Although the language was formally recognised by the UK government in 2003, it does not yet have full legal status. This means many Deaf people are unable to access essential information and services in their own language.
A Private Members Bill was introduced on 16 June 2021 by Rosie Cooper, Labour MP for West Lancashire and the campaign for legal recognition has been backed by Strictly Come Dancing 2021 winner, Deaf actress Rose Ayling-Ellis.
If the Bill successfully passes through the House of Commons and House of Lords, a BSL Act would increase the official status and public awareness of BSL.
It would mean that government departments and public bodies should follow guidance that gives Deaf people “equal access to education, employment, public services such as the NHS”, according to the British Deaf Association (BDA).
Government departments and public bodies would be required to report on their performance against this guidance.
David Buxton, Chair of the British Deaf Association, said the Bill had been 19 years in the making.
“Deaf people in Britain never gave up hope that their language would one day be not only recognised in law, but also protected and promoted so that Deaf people are finally able to access information and services and achieve their potential on an equal basis with their fellow hearing citizens,” he said.
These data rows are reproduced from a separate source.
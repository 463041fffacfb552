//! # comptoir-core: Pure Business Logic for Comptoir
//!
//! This crate is the **heart** of the Comptoir ledger backend. It contains
//! all business logic as pure functions with zero I/O dependencies.
//!
//! ## Architecture Position
//! ```text
//! ┌─────────────────────────────────────────────────────────────────────────┐
//! │                       Comptoir Architecture                             │
//! │                                                                         │
//! │  ┌─────────────────────────────────────────────────────────────────┐   │
//! │  │              Callers (API boundary, seed binary)                │   │
//! │  │   AddStock, RemoveStock, AdjustStock, CreateSale, Calculate...  │   │
//! │  └─────────────────────────────┬───────────────────────────────────┘   │
//! │                                │                                        │
//! │  ┌─────────────────────────────▼───────────────────────────────────┐   │
//! │  │              ★ comptoir-core (THIS CRATE) ★                     │   │
//! │  │                                                                 │   │
//! │  │   ┌──────────┐ ┌──────────┐ ┌──────────┐ ┌─────────────────┐   │   │
//! │  │   │  money   │ │  points  │ │ loyalty  │ │    payment      │   │   │
//! │  │   │  Money   │ │  Points  │ │ capping  │ │  PaymentPlan    │   │   │
//! │  │   │ Currency │ │          │ │ math     │ │  dispatch       │   │   │
//! │  │   └──────────┘ └──────────┘ └──────────┘ └─────────────────┘   │   │
//! │  │                                                                 │   │
//! │  │   NO I/O • NO DATABASE • NO NETWORK • PURE FUNCTIONS           │   │
//! │  └─────────────────────────────┬───────────────────────────────────┘   │
//! │                                │                                        │
//! │  ┌─────────────────────────────▼───────────────────────────────────┐   │
//! │  │                 comptoir-db (Database Layer)                    │   │
//! │  │     SQLite ledgers, migrations, sale orchestration              │   │
//! │  └─────────────────────────────────────────────────────────────────┘   │
//! └─────────────────────────────────────────────────────────────────────────┘
//! ```
//!
//! ## Modules
//!
//! - [`types`] - Domain types (Product, Customer, ledger entries, Sale)
//! - [`money`] - Money type with integer arithmetic + CurrencyProfile
//! - [`points`] - Fixed-point loyalty point quantities
//! - [`loyalty`] - Earn/redeem conversion math and the capping rule
//! - [`payment`] - PaymentPlan dispatch for sale settlement
//! - [`error`] - Domain error taxonomy
//! - [`validation`] - Input validation
//!
//! ## Design Principles
//!
//! 1. **Pure Functions**: every function is deterministic - same input = same output
//! 2. **No I/O**: database, network, file system access is FORBIDDEN here
//! 3. **Integer Arithmetic**: money in minor units (i64), points in centipoints (i64)
//! 4. **Explicit Errors**: all errors are typed, never strings or panics

// =============================================================================
// Module Declarations
// =============================================================================

pub mod error;
pub mod loyalty;
pub mod money;
pub mod payment;
pub mod points;
pub mod types;
pub mod validation;

// =============================================================================
// Re-exports for Convenience
// =============================================================================
// These allow users to do `use comptoir_core::Money` instead of
// `use comptoir_core::money::Money`

pub use error::{BusinessRuleViolation, LedgerError, LedgerResult, ValidationError};
pub use loyalty::LoyaltyRates;
pub use money::{CurrencyProfile, Money, Rounding};
pub use payment::{PaymentOutcome, PaymentPlan};
pub use points::Points;
pub use types::*;

// =============================================================================
// Crate-Level Constants
// =============================================================================

/// Default tenant ID for single-site deployments (multi-tenant schema,
/// single-tenant runtime). Replaced by dynamic tenant resolution when a
/// site provisioning layer exists in front of this crate.
pub const DEFAULT_TENANT_ID: &str = "00000000-0000-0000-0000-000000000001";

/// Maximum magnitude of a single stock movement or sale line.
///
/// Prevents accidental over-entry (e.g., typing 1000 instead of 10).
pub const MAX_ITEM_QUANTITY: i64 = 999;

/// Maximum line items in a single sale.
pub const MAX_SALE_ITEMS: usize = 100;

/// Maximum length of free-text notes on a ledger entry.
pub const MAX_NOTE_LENGTH: usize = 500;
Cooper said the Bill would help BSL users to work on “a more equal playing field with everyone else”.
The Bill would also see the launch of an advisory board of BSL users to offer guidance to the Department of Work and Pensions on how and when to use it, as well as recruit more BSL interpreters.
Other measures would include reviewing how the Access to Work scheme supports BSL users, and how the government updates its national disability strategy to facilitate and promote BSL usage.
The minister for disabled people, health and work Chloe Smith said: “Effective communication is vital to creating a more inclusive and accessible society, and legally recognising British Sign Language in Great Britain is a significant step towards ensuring that deaf people are not excluded from reaching their potential.
“Passing the Bill will see government commit to improving the lives of deaf people, and will encourage organisations across the nation to take up the BSL mantle, benefitting both themselves and the deaf community.”
Recent figures from the British Deaf Association suggest that on any day up to 250,000 people use some BSL.